Replication Lag: Replicas might be slightly behind primary (milliseconds to seconds). This is eventual consistency—data will be consistent eventually, but might be temporarily out of sync.
Trade-offs:
- Scales reads horizontally (add more replicas)
- Doesn’t scale writes (still one primary)
- Introduces consistency challenges
You’re now at 100 million users. But you hit another wall: the primary database can’t handle write traffic. You need to split the data.
Problem #7: Single primary database can’t handle all writes.
Concept #7: Database Sharding
Sharding splits your database across multiple machines.

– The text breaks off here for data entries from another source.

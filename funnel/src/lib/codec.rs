// This Source Code Form is subject to the terms of the Mozilla Public
// License, v. 2.0. If a copy of the MPL was not distributed with this
// file, You can obtain one at http://mozilla.org/MPL/2.0/.

//! Content-mode codecs.
//!
//! - [`json`] - structured and batch content modes (attributes and
//!   payload in one JSON document)
//! - [`binary`] - binary content mode (attributes in `ce-*` headers,
//!   payload as the raw body)

pub mod binary;
pub mod json;

use crate::constants::media;

/// Extracts the bare media type of a Content-Type value: parameters
/// (charset and friends) stripped, whitespace trimmed, lowercased.
pub(crate) fn media_type_of(content_type: &str) -> String {
    content_type
        .split(';')
        .next()
        .unwrap_or_default()
        .trim()
        .to_ascii_lowercase()
}

/// Whether a content type denotes JSON (`application/json` or any
/// `*+json` structured syntax).
pub(crate) fn is_json_media(content_type: &str) -> bool {
    let media = media_type_of(content_type);
    media == media::JSON || media.ends_with("+json")
}

/// Whether a content type denotes text (`text/*`).
pub(crate) fn is_text_media(content_type: &str) -> bool {
    media_type_of(content_type).starts_with("text/")
}

#[cfg(test)]
mod tests {
    use super::*;

    #[test]
    fn test_media_type_extraction() {
        assert_eq!(media_type_of("application/JSON; charset=utf-8"), "application/json");
        assert_eq!(media_type_of(" text/plain "), "text/plain");
        assert_eq!(media_type_of(""), "");
    }

    #[test]
    fn test_media_classification() {
        assert!(is_json_media("application/json"));
        assert!(is_json_media("application/cloudevents+json; charset=utf-8"));
        assert!(!is_json_media("text/json-ish"));

        assert!(is_text_media("text/plain; charset=utf-8"));
        assert!(!is_text_media("application/xml"));
    }
}
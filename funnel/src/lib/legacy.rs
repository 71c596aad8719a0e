// This Source Code Form is subject to the terms of the Mozilla Public
// License, v. 2.0. If a copy of the MPL was not distributed with this
// file, You can obtain one at http://mozilla.org/MPL/2.0/.

//! Translation of pre-CloudEvents notification payloads.
//!
//! Older managed event sources delivered a bare JSON body with a
//! `(data, context)` split instead of a CloudEvents envelope. The
//! [`table`] module holds the versioned mapping from each legacy event
//! type to its CloudEvents equivalent; [`translate`] applies a rule to
//! a parsed body and yields both a canonical [`Event`](crate::Event)
//! and the original two-argument pair for callers that still expect
//! it.

pub mod table;
pub mod translate;

pub use table::{lookup, MappingRule, Reshape};
pub use translate::{
    translate, LegacyContext, LegacyResource, TranslatedEvent,
};
// This Source Code Form is subject to the terms of the Mozilla Public
// License, v. 2.0. If a copy of the MPL was not distributed with this
// file, You can obtain one at http://mozilla.org/MPL/2.0/.

//! Error types for event decoding, translation and dispatch.
//!
//! All errors are terminal for the request being processed: nothing in
//! this crate retries, and nothing falls back to a default event. The
//! decision to retry, log, or map an error to an HTTP status belongs to
//! the server layer consuming this crate.
//!
//! # Error Categories
//!
//! - [`MalformedEventError`] - a mandatory attribute is missing, empty,
//!   or syntactically invalid
//! - [`UnsupportedSpecVersionError`] - a version key is present but not
//!   one of the supported dialects
//! - [`InvalidJsonError`] - the body is not parseable JSON where a
//!   JSON-based mode was selected
//! - [`AmbiguousEncodingError`] - no content mode could be determined
//! - [`UnknownLegacyEventError`] - a legacy body matched no mapping rule
//! - [`UnrecognizedRequestError`] - no dispatch rule applied
//!
//! # Examples
//!
//! ```rust
//! use funnel::error::{EnvelopeError, MalformedEventError};
//!
//! let err: EnvelopeError = MalformedEventError::MissingAttribute {
//!     attribute: "id".into(),
//! }
//! .into();
//!
//! assert!(matches!(err, EnvelopeError::Malformed(_)));
//! ```

use std::fmt;

use thiserror::Error;

/// Root error type for all operations in this crate.
#[derive(Error, Debug)]
pub enum EnvelopeError {
    /// A mandatory attribute is missing, empty, or of the wrong shape
    #[error("Malformed event: {0}")]
    Malformed(#[from] MalformedEventError),

    /// A version key is present but names an unsupported dialect
    #[error("{0}")]
    SpecVersion(#[from] UnsupportedSpecVersionError),

    /// The body is not parseable JSON
    #[error("{0}")]
    Json(#[from] InvalidJsonError),

    /// Neither structured/batch content type nor minimum binary headers
    #[error("{0}")]
    Encoding(#[from] AmbiguousEncodingError),

    /// A legacy body matched no (service, type) mapping rule
    #[error("{0}")]
    Legacy(#[from] UnknownLegacyEventError),

    /// None of the dispatch rules applied
    #[error("{0}")]
    Unrecognized(#[from] UnrecognizedRequestError),

    /// Errors that don't fit the categories above
    #[error(transparent)]
    Other(#[from] anyhow::Error),
}

/// Validation failures raised while constructing or decoding an event.
///
/// Every variant names the attribute at fault so callers can surface a
/// precise message without inspecting the input themselves.
#[derive(Error, Debug, Clone, PartialEq, Eq)]
pub enum MalformedEventError {
    /// A mandatory attribute for the declared spec version is absent
    #[error("Missing mandatory attribute: {attribute}")]
    MissingAttribute { attribute: String },

    /// A mandatory attribute is present but empty
    #[error("Mandatory attribute is empty: {attribute}")]
    EmptyAttribute { attribute: String },

    /// An attribute value has the wrong syntactic shape
    #[error("Invalid value for attribute {attribute}: {reason}")]
    InvalidAttribute { attribute: String, reason: String },

    /// An extension attribute name is not lowercase alphanumeric, is
    /// duplicated, or collides with a core attribute name
    #[error("Invalid extension attribute name: {name} ({reason})")]
    InvalidExtensionName { name: String, reason: String },

    /// An attribute was supplied that the declared spec version does
    /// not define
    #[error("Attribute {attribute} is not defined by spec version {version}")]
    UndefinedAttribute { attribute: String, version: String },

    /// The request body exceeds the accepted size limit
    #[error("Body too large: {size} bytes (max: {max} bytes)")]
    BodyTooLarge { size: usize, max: usize },
}

/// The version key named a dialect this crate does not speak.
#[derive(Error, Debug, Clone, PartialEq, Eq)]
#[error("Unsupported spec version: \"{version}\"")]
pub struct UnsupportedSpecVersionError {
    /// The offending version string, verbatim from the wire.
    pub version: String,
}

impl UnsupportedSpecVersionError {
    pub fn new(version: impl Into<String>) -> Self {
        Self {
            version: version.into(),
        }
    }
}

/// JSON parsing failed where a JSON-based content mode was selected.
///
/// The display message comes from `serde_json` and describes the parse
/// position, never the body content, so it is safe to log.
#[derive(Error, Debug)]
#[error("Invalid JSON body: {0}")]
pub struct InvalidJsonError(#[source] pub serde_json::Error);

impl From<serde_json::Error> for EnvelopeError {
    fn from(err: serde_json::Error) -> Self {
        EnvelopeError::Json(InvalidJsonError(err))
    }
}

/// No content mode could be determined from the request headers.
#[derive(Error, Debug, Clone, PartialEq, Eq)]
pub struct AmbiguousEncodingError {
    /// The Content-Type the request carried, if any.
    pub content_type: Option<String>,
}

impl fmt::Display for AmbiguousEncodingError {
    fn fmt(&self, f: &mut fmt::Formatter<'_>) -> fmt::Result {
        match &self.content_type {
            Some(ct) => write!(
                f,
                "Ambiguous encoding: content type \"{ct}\" is not a \
                 CloudEvents media type and the minimum binary-mode \
                 headers are absent"
            ),
            None => write!(
                f,
                "Ambiguous encoding: no content type and no binary-mode \
                 headers present"
            ),
        }
    }
}

/// A legacy body was recognized as non-CloudEvents JSON but no mapping
/// rule matches its (service, event type) pair.
#[derive(Error, Debug, Clone, PartialEq, Eq)]
#[error("No legacy mapping for service \"{service}\", type \"{event_type}\"")]
pub struct UnknownLegacyEventError {
    pub service: String,
    pub event_type: String,
}

/// None of the dispatch rules applied to the request.
#[derive(Error, Debug, Clone, Default, PartialEq, Eq)]
#[error(
    "Request matched no CloudEvents content mode and no legacy payload shape"
)]
pub struct UnrecognizedRequestError;
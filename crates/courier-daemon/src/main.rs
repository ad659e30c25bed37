//! # courier-daemon
//!
//! Courier daemon binary — wires together settings, storage, the event
//! queue, the connection manager, and the pipeline workers, then runs until
//! interrupted.

#![deny(unsafe_code)]

mod app;

use std::path::PathBuf;

use anyhow::{Context, Result};
use clap::Parser;
use courier_settings::CourierSettings;
use tracing_subscriber::EnvFilter;

#[global_allocator]
static GLOBAL: mimalloc::MiMalloc = mimalloc::MiMalloc;

/// Courier daemon.
#[derive(Parser, Debug)]
#[command(name = "courier", about = "Multi-account message ingestion and dispatch daemon")]
struct Cli {
    /// Path to the settings file (default `~/.courier/settings.json`).
    #[arg(long)]
    settings: Option<PathBuf>,

    /// Path to the `SQLite` database (overrides settings).
    #[arg(long)]
    db_path: Option<PathBuf>,

    /// Consumer worker count (overrides settings).
    #[arg(long)]
    workers: Option<usize>,
}

fn init_tracing(settings: &CourierSettings) {
    let filter = EnvFilter::try_from_default_env()
        .unwrap_or_else(|_| EnvFilter::new(settings.logging.filter.clone()));
    let builder = tracing_subscriber::fmt().with_env_filter(filter);
    if settings.logging.json {
        builder.json().init();
    } else {
        builder.init();
    }
}

fn expand_tilde(path: &str) -> PathBuf {
    if let Some(rest) = path.strip_prefix("~/") {
        let home = std::env::var("HOME").unwrap_or_else(|_| "/tmp".to_string());
        return PathBuf::from(home).join(rest);
    }
    PathBuf::from(path)
}

fn ensure_parent_dir(path: &std::path::Path) -> Result<()> {
    if let Some(parent) = path.parent() {
        std::fs::create_dir_all(parent)
            .with_context(|| format!("failed to create directory: {}", parent.display()))?;
    }
    Ok(())
}

#[tokio::main]
async fn main() -> Result<()> {
    let args = Cli::parse();

    let settings_path = args
        .settings
        .clone()
        .unwrap_or_else(courier_settings::settings_path);
    let settings = courier_settings::load_settings_from_path(&settings_path)
        .with_context(|| format!("failed to load settings from {}", settings_path.display()))?;

    init_tracing(&settings);
    tracing::info!(
        name = %settings.name,
        settings = %settings_path.display(),
        "courier starting"
    );

    let db_path = args
        .db_path
        .unwrap_or_else(|| expand_tilde(&settings.database.path));
    ensure_parent_dir(&db_path)?;

    let app = app::App::build(&settings, &db_path, args.workers).context("failed to start")?;
    tracing::info!(db = %db_path.display(), workers = app.worker_count(), "pipeline running");

    tokio::signal::ctrl_c()
        .await
        .context("failed to listen for ctrl-c")?;
    tracing::info!("shutting down");
    app.shutdown().await;
    tracing::info!("shutdown complete");
    Ok(())
}

// ─────────────────────────────────────────────────────────────────────────────
// Tests
// ─────────────────────────────────────────────────────────────────────────────

#[cfg(test)]
mod tests {
    use super::*;

    #[test]
    fn cli_defaults() {
        let cli = Cli::parse_from(["courier"]);
        assert!(cli.settings.is_none());
        assert!(cli.db_path.is_none());
        assert!(cli.workers.is_none());
    }

    #[test]
    fn cli_overrides() {
        let cli = Cli::parse_from([
            "courier",
            "--settings",
            "/tmp/settings.json",
            "--db-path",
            "/tmp/courier.db",
            "--workers",
            "8",
        ]);
        assert_eq!(cli.settings, Some(PathBuf::from("/tmp/settings.json")));
        assert_eq!(cli.db_path, Some(PathBuf::from("/tmp/courier.db")));
        assert_eq!(cli.workers, Some(8));
    }

    #[test]
    fn tilde_expansion() {
        let expanded = expand_tilde("~/x/y.db");
        assert!(!expanded.to_string_lossy().starts_with('~'));
        assert!(expanded.to_string_lossy().ends_with("x/y.db"));
        assert_eq!(expand_tilde("/abs/p.db"), PathBuf::from("/abs/p.db"));
    }

    #[test]
    fn ensure_parent_dir_creates_nested() {
        let dir = tempfile::tempdir().unwrap();
        let path = dir.path().join("a").join("b").join("courier.db");
        ensure_parent_dir(&path).unwrap();
        assert!(path.parent().unwrap().exists());
    }
}
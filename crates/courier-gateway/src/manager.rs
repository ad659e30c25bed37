//! Connection manager — owns the set of per-account supervisors.
//!
//! All mutation goes through `reconcile` and `shutdown`, serialized by an
//! internal lock, so the at-most-one-supervisor-per-account invariant holds
//! even under concurrent callers. Status reads are lock-free.

use std::collections::HashSet;
use std::sync::Arc;
use std::time::Duration;

use courier_core::retry::ReconnectPolicy;
use courier_queue::EventBroker;
use dashmap::DashMap;
use metrics::gauge;
use tokio::sync::Mutex;
use tracing::{info, warn};

use crate::client::GatewayClient;
use crate::supervisor::{self, ConnectionHealth, SupervisorHandle};

/// Connectivity as reported to callers, including accounts the manager does
/// not currently supervise.
#[derive(Debug, Clone, Copy, PartialEq, Eq)]
pub enum ConnectionStatus {
    /// Handshake in progress (or reconnect pending).
    Connecting,
    /// Streaming connection established.
    Connected,
    /// No live connection.
    Disconnected,
    /// No supervisor exists for the account.
    Unknown,
}

impl From<ConnectionHealth> for ConnectionStatus {
    fn from(health: ConnectionHealth) -> Self {
        match health {
            ConnectionHealth::Connecting => Self::Connecting,
            ConnectionHealth::Connected => Self::Connected,
            ConnectionHealth::Disconnected => Self::Disconnected,
        }
    }
}

impl std::fmt::Display for ConnectionStatus {
    fn fmt(&self, f: &mut std::fmt::Formatter<'_>) -> std::fmt::Result {
        f.write_str(match self {
            Self::Connecting => "connecting",
            Self::Connected => "connected",
            Self::Disconnected => "disconnected",
            Self::Unknown => "unknown",
        })
    }
}

/// Supervisor lifecycle owner for all managed accounts.
pub struct ConnectionManager {
    supervisors: DashMap<String, SupervisorHandle>,
    client: Arc<GatewayClient>,
    broker: Arc<EventBroker>,
    policy: ReconnectPolicy,
    // Serializes reconcile/shutdown. Without it, two overlapping reconciles
    // could both observe an account as absent and spawn twice.
    reconcile_lock: Mutex<()>,
}

impl std::fmt::Debug for ConnectionManager {
    fn fmt(&self, f: &mut std::fmt::Formatter<'_>) -> std::fmt::Result {
        f.debug_struct("ConnectionManager")
            .field("supervisors", &self.supervisors.len())
            .finish_non_exhaustive()
    }
}

impl ConnectionManager {
    /// Build a manager with no supervisors.
    #[must_use]
    pub fn new(
        client: Arc<GatewayClient>,
        broker: Arc<EventBroker>,
        policy: ReconnectPolicy,
    ) -> Self {
        Self {
            supervisors: DashMap::new(),
            client,
            broker,
            policy,
            reconcile_lock: Mutex::new(()),
        }
    }

    /// Converge the running set to `desired`: spawn supervisors for new
    /// account ids, stop supervisors whose account left the set, leave the
    /// rest untouched. Idempotent — reconciling an unchanged set is a no-op.
    pub async fn reconcile<I>(&self, desired: I)
    where
        I: IntoIterator<Item = String>,
    {
        let _guard = self.reconcile_lock.lock().await;
        let desired: HashSet<String> = desired.into_iter().collect();

        let stale: Vec<String> = self
            .supervisors
            .iter()
            .filter(|entry| !desired.contains(entry.key()))
            .map(|entry| entry.key().clone())
            .collect();
        for account_id in stale {
            if let Some((_, handle)) = self.supervisors.remove(&account_id) {
                info!(account_id, "stopping supervisor: account left the active set");
                handle.stop().await;
            }
        }

        for account_id in desired {
            if self.supervisors.contains_key(&account_id) {
                continue;
            }
            info!(account_id, "starting supervisor");
            let handle = supervisor::spawn(
                account_id.clone(),
                Arc::clone(&self.client),
                Arc::clone(&self.broker),
                self.policy,
            );
            if self.supervisors.insert(account_id, handle).is_some() {
                // Unreachable while reconcile holds the lock; kept as a
                // tripwire for future mutation paths.
                warn!("replaced an existing supervisor during reconcile");
            }
        }

        gauge!("courier_supervisors_active").set(self.supervisors.len() as f64);
    }

    /// Connectivity for one account. `Unknown` when no supervisor exists.
    #[must_use]
    pub fn status(&self, account_id: &str) -> ConnectionStatus {
        self.supervisors
            .get(account_id)
            .map_or(ConnectionStatus::Unknown, |entry| entry.status().into())
    }

    /// Account ids with a running supervisor.
    #[must_use]
    pub fn supervised_accounts(&self) -> Vec<String> {
        self.supervisors
            .iter()
            .map(|entry| entry.key().clone())
            .collect()
    }

    /// Stop every supervisor, waiting up to `grace` for each to wind down.
    pub async fn shutdown(&self, grace: Duration) {
        let _guard = self.reconcile_lock.lock().await;
        let accounts: Vec<String> = self
            .supervisors
            .iter()
            .map(|entry| entry.key().clone())
            .collect();

        // Signal everyone first so shutdowns overlap instead of serializing.
        for entry in &self.supervisors {
            entry.value().signal_stop();
        }
        for account_id in accounts {
            if let Some((_, handle)) = self.supervisors.remove(&account_id) {
                if tokio::time::timeout(grace, handle.stop()).await.is_err() {
                    warn!(account_id, "supervisor did not stop within the grace period");
                }
            }
        }
        gauge!("courier_supervisors_active").set(0.0);
        info!("connection manager shut down");
    }
}

// ─────────────────────────────────────────────────────────────────────────────
// Tests
// ─────────────────────────────────────────────────────────────────────────────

Each shard holds a subset of data.
Sharding Strategies:
- Hash-based:
shard = user_id % num_shards(what we’re using) - Range-based: Users 0-100M on shard 1, 100-200M on shard 2
- Geographic: US users on US shard, EU users on EU shard
Real-world example: Instagram shards by user ID. Each shard stores photos for a subset of users. This lets them scale writes horizontally—more shards = more write capacity.
Challenges:
- Cross-shard queries are expensive (avoid if possible)
- Rebalancing shards is complex
- Hotspots if data isn’t evenly distributed
Problem #8: Users want to see tweets from people they follow, but those users might be on different shards.
This is where things get interesting. You can’t efficiently query across shards. You need a different approach.
Concept #8: Denormalization & Fan-out
Instead of querying for timeline on-demand, pre-compute it.
Fan-out on Write: When user posts a tweet, immediately push it to all followers’ timelines.
Real-world example: Twitter uses fan-out on write for most users. When you tweet, it’s pushed to your followers’ timelines. When they load Twitter, their timeline is already computed—instant load.
Celebrity Problem: What if you have 100 million followers? Fan-out would take forever. Twitter uses hybrid: fan-out for normal users, on-demand for celebrities.
You’re now at 200 million users. System is working well. But you notice: when a server crashes, some requests fail.
Problem #9: System isn’t fault-tolerant.
Concept #9: Redundancy & Failover
Redundancy means having backup components. Failover means automatically switching to backups when primary fails.
Health Checks: Load balancer pings each server every few seconds. If a server doesn’t respond, it’s removed from rotation.
Database Failover: If primary database fails, automatically promote a replica to primary.
Real-world example: Netflix’s Chaos Monkey randomly kills servers in production to test failover. This ensures their system can handle failures gracefully.
Concept #10: Content Delivery Network (CDN)
Users are global. A user in Tokyo shouldn’t wait for data to travel from a US server.
CDN caches static content (images, videos, CSS) on servers worldwide.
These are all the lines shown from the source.